In joust two knights would charge eachother from opposite sides of the field armed with lances, in order to dismount the other. Points were granted also for breaking a lance against opponents shield or helmet. This lead to a development of special jousting helmets and armourpieces to be added to the left side of the jouster.

The melee was a great gathering of knights who would organize into two teams, that would fight eachother in a fenced field. They were armed with either wooden clubs or blunted swords. The aim was to strike the opposing knights helmet decoration. The decoration usually repeated the knights heraldic arms and was made of leather, cloth and even paper. As knights they were of course mounted. The rules were however wery strict. You were not allowed to strike your opponet (the shamefull punishmet would be sitting in your armour at the fence for the rest of the game). You were not allowed to strike your opponents horse (punisment for this was the same as saying something shamefull of a lady, that is being bashed by all the other attendants). The combatants would wear special sport armour made for the melee that was lighter and often better “airconditioned” than the actual battle harness. Even whole suits of leather were made for this, alltough otherwise no leather armour was used during the middle ages. In the melee a knight was accompanied by his armiger or sergeant bearing his standard. The sergeant had no other job than to show with the flag to the ladies and noblesse following the event as audience where in the combat his lord was presently riding. Even the lowly foot soldiers were sometimes allowed to take part in this tournament. Armed with long stafs they would try to help their lord from outside the fenced area.
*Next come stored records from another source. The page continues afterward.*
//! Observability subsystem
//!
//! - Structured JSON logging
//! - Typed lifecycle events
//! - Monotonic counters
//!
//! Observability is read-only: nothing here changes store state, and a
//! failure to write a log line is ignored.

mod events;
mod logger;
mod metrics;
mod scope;

pub use events::Event;
pub use logger::{Logger, Severity};
pub use metrics::{MetricsRegistry, MetricsSnapshot};
pub use scope::{ObservationScope, Timer};

/// Log a lifecycle event at the severity the event implies
pub fn log_event(event: Event) {
    log_event_with_fields(event, &[]);
}

/// Log a lifecycle event with fields
pub fn log_event_with_fields(event: Event, fields: &[(&str, &str)]) {
    let severity = if event.is_fatal() {
        Severity::Fatal
    } else if event.is_error() {
        Severity::Error
    } else if event.is_warning() {
        Severity::Warn
    } else {
        Severity::Info
    };
    Logger::log(severity, event.as_str(), fields);
}
use std::fmt;

use serde::{Deserialize, Serialize};

/// Lifecycle status carried by a stamp.
///
/// Declaration order is the comparison order used when two stamps share a
/// commit time.
#[derive(Debug, Clone, Copy, PartialEq, Eq, PartialOrd, Ord, Hash, Serialize, Deserialize)]
#[serde(rename_all = "SCREAMING_SNAKE_CASE")]
pub enum Status {
    Inactive,
    Active,
    Primordial,
    Canceled,
}

impl Status {
    /// Byte written to disk.
    pub fn as_byte(&self) -> u8 {
        match self {
            Status::Inactive => 0,
            Status::Active => 1,
            Status::Primordial => 2,
            Status::Canceled => 3,
        }
    }

    pub fn from_byte(byte: u8) -> Option<Self> {
        match byte {
            0 => Some(Status::Inactive),
            1 => Some(Status::Active),
            2 => Some(Status::Primordial),
            3 => Some(Status::Canceled),
            _ => None,
        }
    }

    pub fn as_str(&self) -> &'static str {
        match self {
            Status::Inactive => "INACTIVE",
            Status::Active => "ACTIVE",
            Status::Primordial => "PRIMORDIAL",
            Status::Canceled => "CANCELED",
        }
    }
}

impl fmt::Display for Status {
    fn fmt(&self, f: &mut fmt::Formatter<'_>) -> fmt::Result {
        write!(f, "{}", self.as_str())
    }
}
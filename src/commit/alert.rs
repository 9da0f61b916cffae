//! Alerts raised by change checkers

use std::fmt;

use parking_lot::Mutex;
use serde::{Deserialize, Serialize};

use crate::component::ComponentKind;

/// Severity of an alert. Only `Error` blocks a commit.
#[derive(Debug, Clone, Copy, PartialEq, Eq, PartialOrd, Ord, Hash, Serialize, Deserialize)]
#[serde(rename_all = "SCREAMING_SNAKE_CASE")]
pub enum AlertSeverity {
    Info,
    Warning,
    Error,
}

impl fmt::Display for AlertSeverity {
    fn fmt(&self, f: &mut fmt::Formatter<'_>) -> fmt::Result {
        let name = match self {
            AlertSeverity::Info => "INFO",
            AlertSeverity::Warning => "WARNING",
            AlertSeverity::Error => "ERROR",
        };
        write!(f, "{}", name)
    }
}

#[derive(Debug, Clone, PartialEq, Eq, Serialize, Deserialize)]
pub struct Alert {
    pub severity: AlertSeverity,
    pub kind: ComponentKind,
    pub sequence: u32,
    /// Name of the checker that raised it.
    pub checker: String,
    pub message: String,
}

impl Alert {
    pub fn new(
        severity: AlertSeverity,
        kind: ComponentKind,
        sequence: u32,
        checker: impl Into<String>,
        message: impl Into<String>,
    ) -> Self {
        Self {
            severity,
            kind,
            sequence,
            checker: checker.into(),
            message: message.into(),
        }
    }

    pub fn is_error(&self) -> bool {
        self.severity == AlertSeverity::Error
    }
}

impl fmt::Display for Alert {
    fn fmt(&self, f: &mut fmt::Formatter<'_>) -> fmt::Result {
        write!(
            f,
            "{} {} {} [{}]: {}",
            self.severity, self.kind, self.sequence, self.checker, self.message
        )
    }
}

/// Thread-safe multiset of alerts shared by concurrently running checkers.
#[derive(Debug, Default)]
pub struct AlertCollection {
    alerts: Mutex<Vec<Alert>>,
}

impl AlertCollection {
    pub fn new() -> Self {
        Self::default()
    }

    pub fn push(&self, alert: Alert) {
        self.alerts.lock().push(alert);
    }

    pub fn len(&self) -> usize {
        self.alerts.lock().len()
    }

    pub fn is_empty(&self) -> bool {
        self.len() == 0
    }

    pub fn has_errors(&self) -> bool {
        self.alerts.lock().iter().any(Alert::is_error)
    }

    pub fn count(&self, severity: AlertSeverity) -> usize {
        self.alerts
            .lock()
            .iter()
            .filter(|alert| alert.severity == severity)
            .count()
    }

    /// Alerts ordered by severity (highest first), then component.
    pub fn into_sorted_vec(self) -> Vec<Alert> {
        let mut alerts = self.alerts.into_inner();
        alerts.sort_by(|a, b| {
            b.severity
                .cmp(&a.severity)
                .then_with(|| a.kind.namespace().cmp(b.kind.namespace()))
                .then_with(|| a.sequence.cmp(&b.sequence))
        });
        alerts
    }
}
During the many days of a tournament the more important events took place first. The fights where the mightiest lords would attend were during the first days and the lesser nobility had their fights after. As the last events the behourds of the armigers and sons of the knights were often fought on foot. Some of these fights could take elaborate forms like a group of armigers and sergeants attacking a fortress of love specially built for the event while the knights would defend it. The ladies would be placed in the higher levels of the fort and the knights (usually a considerably bigger bunch than the attackers) would give “a good bashing” to the armigers attacking the fortress. The fortress itself could be mounted on a hill specially built for it from wood. This kind of event was often named after a famous, legendary or mythical battle and/or the attendants (especially the ladies and the knights) would take personalities from legends. Sometimes the roles were wersed so that the knights would be attacking and armigers and sergeants defending, but allways with the same result of knights winning the ladies.

Tournaments survived the medieval times and were a great hobby of many a renessance kings. They declined from fashion during the late 16th century even though the armoured cavalryman kept his place as the peak of the elite among soldiery.

During the 19th century the nobility of Europe was declining political power to the bourgeiose class. The nobless made a last attempt to remind themselves of  their great knghtly and hereditary right to rule. The romaticism was once more reborn and the good old days of the medieval times re-enacted by the lords themselves. They donned their ancestrall armour and organized great tournaments.